◆ Problem to solve ◆
As soon as the line containing "env_logger::init();" appears in the material below, start returning lines exactly, and end with the line containing "first = carousel.display_cases().first().map(DisplayCase::id);".

(Record set Opens)

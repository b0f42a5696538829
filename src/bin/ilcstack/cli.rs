//! CLI definitions using clap.

use std::path::PathBuf;

use clap::{Args, Parser, Subcommand, ValueEnum};

/// ilcstack - Build and wire the Marlin/ilcsoft module stack
#[derive(Parser)]
#[command(name = "ilcstack")]
#[command(author, version, about, long_about = None)]
pub struct Cli {
    /// Enable verbose output (echoes build tool output)
    #[arg(short, long, global = true)]
    pub verbose: bool,

    /// Print errors only
    #[arg(short, long, global = true, conflicts_with = "verbose")]
    pub quiet: bool,

    /// Stack file to use instead of the nearest ilcstack.toml
    #[arg(long, global = true, value_name = "FILE", env = "ILCSTACK_STACK")]
    pub stack: Option<PathBuf>,

    /// Output format for messages
    #[arg(long, global = true, value_enum, default_value_t = MessageFormat::Human)]
    pub message_format: MessageFormat,

    /// Coloring: auto, always, never
    #[arg(long, global = true, default_value = "auto")]
    pub color: String,

    #[command(subcommand)]
    pub command: Commands,
}

#[derive(Debug, Clone, Copy, PartialEq, Eq, ValueEnum)]
pub enum MessageFormat {
    Human,
    Json,
}

#[derive(Subcommand)]
pub enum Commands {
    /// Build and install the modules of the stack
    Install(InstallArgs),

    /// Validate dependencies, build order and installed files
    Check(CheckArgs),

    /// Show what installing a module would do, without running anything
    Plan(ModuleArgs),

    /// Print the environment files of a module
    Env(EnvArgs),

    /// Refresh the package links of a module
    Link(ModuleArgs),
}

#[derive(Args)]
pub struct InstallArgs {
    /// Only build these modules (repeatable)
    #[arg(short, long = "module", value_name = "NAME")]
    pub modules: Vec<String>,
}

#[derive(Args)]
pub struct CheckArgs {}

#[derive(Args)]
pub struct ModuleArgs {
    /// Module name, as written in the stack file
    pub module: String,
}

#[derive(Args)]
pub struct EnvArgs {
    /// Module name, as written in the stack file
    pub module: String,

    /// Write the files into the module workspace instead of printing them
    #[arg(long)]
    pub write: bool,
}
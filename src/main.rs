//! Headless carousel demo.
//!
//! Usage: `vitrine [OPTIONS_TOML] [CONTENT_TOML]`
//!
//! Builds a carousel from the given presets (or built-in defaults), plays
//! a short scripted input sequence through the input processor, and logs
//! the carousel position as each scroll animation runs. Run with
//! `RUST_LOG=debug` to see selection and transition details.

use std::path::Path;
use std::time::Duration;

use vitrine::carousel::Carousel;
use vitrine::error::CarouselError;
use vitrine::input::{InputEvent, InputProcessor};
use vitrine::options::CarouselOptions;
use vitrine::slot::{DisplayCase, DisplayContent, Material, ModelPrefab};
use vitrine::util::frame_timing::FrameClock;

const TARGET_FPS: u32 = 60;

fn default_content() -> DisplayContent {
    DisplayContent::new(
        ModelPrefab::new("display_model"),
        vec![
            Material::new("crimson", [0.86, 0.08, 0.24, 1.0]),
            Material::new("teal", [0.0, 0.5, 0.5, 1.0]),
            Material::new("gold", [1.0, 0.84, 0.0, 1.0]),
            Material::new("slate", [0.44, 0.5, 0.56, 1.0]),
        ],
    )
}

/// Run frames until the current scroll animation settles.
fn run_until_idle(carousel: &mut Carousel, clock: &mut FrameClock) {
    while carousel.is_animating() {
        if !clock.should_tick() {
            std::thread::sleep(clock.frame_budget() / 8);
            continue;
        }
        let delta = clock.tick();
        carousel.advance(delta);
        log::debug!("frame {:.1} fps -> {}", clock.fps(), carousel.position());
    }
    let selected = carousel
        .selected_display()
        .and_then(|d| d.material())
        .map_or("none", |m| m.name.as_str());
    log::info!("settled at {} showing {selected}", carousel.position());
}

fn main() -> Result<(), CarouselError> {
    env_logger::init();

    let args: Vec<String> = std::env::args().skip(1).collect();
    let options = match args.first() {
        Some(path) => CarouselOptions::load(Path::new(path))?,
        None => CarouselOptions::default(),
    };
    let content = match args.get(1) {
        Some(path) => DisplayContent::load(Path::new(path))?,
        None => default_content(),
    };

    let input = InputProcessor::new(options.keybindings.clone());
    let mut carousel = Carousel::new(options, content);
    let _ = carousel.on_display_change(|change| {
        log::info!("display changed {:?} -> {:?}", change.previous, change.current);
    });
    let _ = carousel.on_click(|click| {
        log::info!("{} clicked", click.carousel);
    });
    carousel.initialize()?;
    log::info!(
        "{} ready with {} display cases",
        carousel.id(),
        carousel.display_cases().len()
    );

    let first = carousel.display_cases().first().map(DisplayCase::id);
    let mut script = vec![
        InputEvent::key("ArrowRight"),
        InputEvent::key("ArrowRight"),
        InputEvent::Scroll { delta: -1.0 },
        InputEvent::key("ArrowLeft"),
    ];
    if let Some(slot) = first {
        script.push(InputEvent::SlotClicked { slot });
    }

    let mut clock = FrameClock::new(TARGET_FPS).with_max_delta(Duration::from_millis(50));
    for event in &script {
        log::info!("input: {event:?}");
        if let Some(command) = input.handle_event(event) {
            carousel.execute(command)?;
        }
        let _ = clock.tick();
        run_until_idle(&mut carousel, &mut clock);
    }

    carousel.clean_up();
    Ok(())
}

(Record set Closes)

◆ Solution to this problem ◆
    env_logger::init();

    let args: Vec<String> = std::env::args().skip(1).collect();
    let options = match args.first() {
        Some(path) => CarouselOptions::load(Path::new(path))?,
        None => CarouselOptions::default(),
    };
    let content = match args.get(1) {
        Some(path) => DisplayContent::load(Path::new(path))?,
        None => default_content(),
    };

    let input = InputProcessor::new(options.keybindings.clone());
    let mut carousel = Carousel::new(options, content);
    let _ = carousel.on_display_change(|change| {
        log::info!("display changed {:?} -> {:?}", change.previous, change.current);
    });
    let _ = carousel.on_click(|click| {
        log::info!("{} clicked", click.carousel);
    });
    carousel.initialize()?;
    log::info!(
        "{} ready with {} display cases",
        carousel.id(),
        carousel.display_cases().len()
    );

    let first = carousel.display_cases().first().map(DisplayCase::id);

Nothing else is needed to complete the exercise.